Ила яростно орудовала иголкой, пробивая ткань.
– От тебя одно расстройство. Целую ночь напролет не спала, все гадала, где ты. А старика и след простыл. Некоторые ведь так и не возвращаются. Ты знаешь, что над тобой все смеются? Хоть бы рубашку застегнул. А то такой обтрепанный, прямо зонтик в бурю.
14
Я знаком с насмешками. Они меня не задевают.
После того как моя мать ушла в сезон дождей 1937 года, в школе меня начали преследовать шепот и шиканье. Сперва чуть слышимые, как далекий, едва различимый шум, после ухода моего отца они стали раздаваться все ближе. Проход по школьным коридорам сопровождался хихиканьем и скабрезными вопросами. Я никого не слушал, ни с кем не говорил. Но все равно то и дело оказывался втянутым в драку и был здорово бит мальчишками постарше. В один жаркий, засушливый день, после очередной кровопролитной встречи, в которой я лишился зуба, а мои очки – дужек, Дину заявил:
– Не подставляйся, тупица. Пусть говорят что хотят.
– Но это же вранье! Они все врут.
– Ну и что с того? – Мы катили домой, и Дину, крутя педали все быстрее, описал вокруг меня на узкой дороге восьмерку, проехал дальше и, обернувшись назад, крикнул в мою сторону: – Да и никакое это не вранье! Все всё знают. – Он ускорился, не оставив мне возможности ответить.

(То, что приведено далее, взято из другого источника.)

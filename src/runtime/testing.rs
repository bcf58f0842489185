//! Test helpers: a scripted remote client and context builders.

use std::{
    collections::HashMap,
    sync::{
        Arc, Mutex,
        atomic::{AtomicUsize, Ordering},
    },
    time::Duration,
};

use async_trait::async_trait;
use chrono::Utc;

use crate::{
    BeaconflowError, Result,
    client::{RemoteClient, RemoteOutput},
    common::{BroadcastQueue, ParamValue, Parameters},
    runtime::{ActionResult, ExecutionContext, ResultLog},
};

/// How the scripted client answers a command.
#[derive(Debug, Clone)]
pub enum Reply {
    Succeed(String),
    Fail(String),
    Error(String),
    /// never finishes on its own
    Hang,
}

/// Answers calls by the `command` parameter of the action.
///
/// Unknown commands succeed with the command echoed back. Every call is
/// recorded with its parameters; a `Hang` call that gets dropped bumps
/// `cancelled`.
#[derive(Default)]
pub struct ScriptedClient {
    replies: HashMap<String, Reply>,
    delays: HashMap<String, Duration>,
    pub calls: Mutex<Vec<(String, Parameters)>>,
    pub cancelled: Arc<AtomicUsize>,
    pub completed: AtomicUsize,
}

struct DropGuard(Arc<AtomicUsize>);

impl Drop for DropGuard {
    fn drop(&mut self) {
        self.0.fetch_add(1, Ordering::SeqCst);
    }
}

impl ScriptedClient {
    pub fn new() -> Self {
        Self::default()
    }

    pub fn reply(
        mut self,
        command: &str,
        reply: Reply,
    ) -> Self {
        self.replies.insert(command.to_string(), reply);
        self
    }

    pub fn delay(
        mut self,
        command: &str,
        delay: Duration,
    ) -> Self {
        self.delays.insert(command.to_string(), delay);
        self
    }

    pub fn commands(&self) -> Vec<String> {
        self.calls.lock().unwrap().iter().map(|(c, _)| c.clone()).collect()
    }
}

#[async_trait]
impl RemoteClient for ScriptedClient {
    async fn execute_action(
        &self,
        _beacon_id: &str,
        _action_type: &str,
        parameters: &Parameters,
    ) -> Result<RemoteOutput> {
        let command = parameters.get("command").and_then(ParamValue::as_str).unwrap_or_default().to_string();
        self.calls.lock().unwrap().push((command.clone(), parameters.clone()));

        if let Some(delay) = self.delays.get(&command) {
            tokio::time::sleep(*delay).await;
        }

        let reply = self.replies.get(&command).cloned().unwrap_or_else(|| Reply::Succeed(command.clone()));
        let out = match reply {
            Reply::Succeed(output) => Ok(RemoteOutput::success(output)),
            Reply::Fail(output) => Ok(RemoteOutput::failed(output)),
            Reply::Error(message) => Err(BeaconflowError::RemoteCall(message)),
            Reply::Hang => {
                let _guard = DropGuard(self.cancelled.clone());
                tokio::time::sleep(Duration::from_secs(3600)).await;
                Ok(RemoteOutput::success("late"))
            }
        };
        self.completed.fetch_add(1, Ordering::SeqCst);
        out
    }
}

/// Context over an empty scripted client with a single log slot.
pub fn context() -> ExecutionContext {
    let log = Arc::new(ResultLog::new());
    log.reset(1);
    ExecutionContext::new(
        "beacon-1".to_string(),
        Arc::new(ScriptedClient::new()),
        Duration::from_secs(5),
        64,
        log,
        BroadcastQueue::new(16),
    )
}

pub fn result(
    name: &str,
    success: bool,
) -> ActionResult {
    let now = Utc::now();
    ActionResult {
        name: name.to_string(),
        action_type: "shell".to_string(),
        start_time: now,
        end_time: now,
        duration: Duration::ZERO,
        success,
        output: String::new(),
        error: None,
        error_kind: None,
    }
}

/// Records a finished action so conditions and templates can see it.
pub fn record(
    ctx: &ExecutionContext,
    name: &str,
    success: bool,
    output: &str,
) {
    let mut result = result(name, success);
    result.output = output.to_string();
    ctx.record(0, result);
}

Раньше Дину был моим защитником, он со скоростью пули бросался на любого, кто меня задирал. Но где-то за неделю до этого, когда я глянул за спины старших мальчишек, окруживших меня глумливой толпой, в надежде, что друг вот-вот появится, увидел, что он уже на месте – стоит в последних рядах. К выкрикам он не присоединялся, но за разворачивающейся сценой наблюдал с ухмылкой. Стоило ему почувствовать на себе мой взгляд, тут же отвернулся. Потом он скажет: мол, я не понимаю шуток, они не хотели ничего плохого, мне не надо быть таким обидчивым. Один раз я наткнулся на Дину в коридоре, когда он высоким голосом изображал, как я спрашиваю у почтальона, не принес ли тот письмо от моей матери. Теперь он старался, чтобы нас вдвоем никто не увидел, словно стыдился моей компании. Хотя дома требовал, чтобы я играл с ним в крикет, ходил на рыбалку и дурачился, все как обычно. Бывший когда-то моим другом, этот новый, переменчивый Дину стал очередным подкреплением для враждебных сил, сплотившихся против меня.
В тот день, когда старшие разбили мне зубы, я видел, точно видел его на выжженной солнцем площадке, и хоть Дину и не был частью той шайки, он не сделал ничего, чтобы удержать их, а они отпинали меня ногами, вываляли в пыли, отшвырнули далеко в сторону мои очки, чтобы я, совершенно ослепнув без них, не мог дать отпор.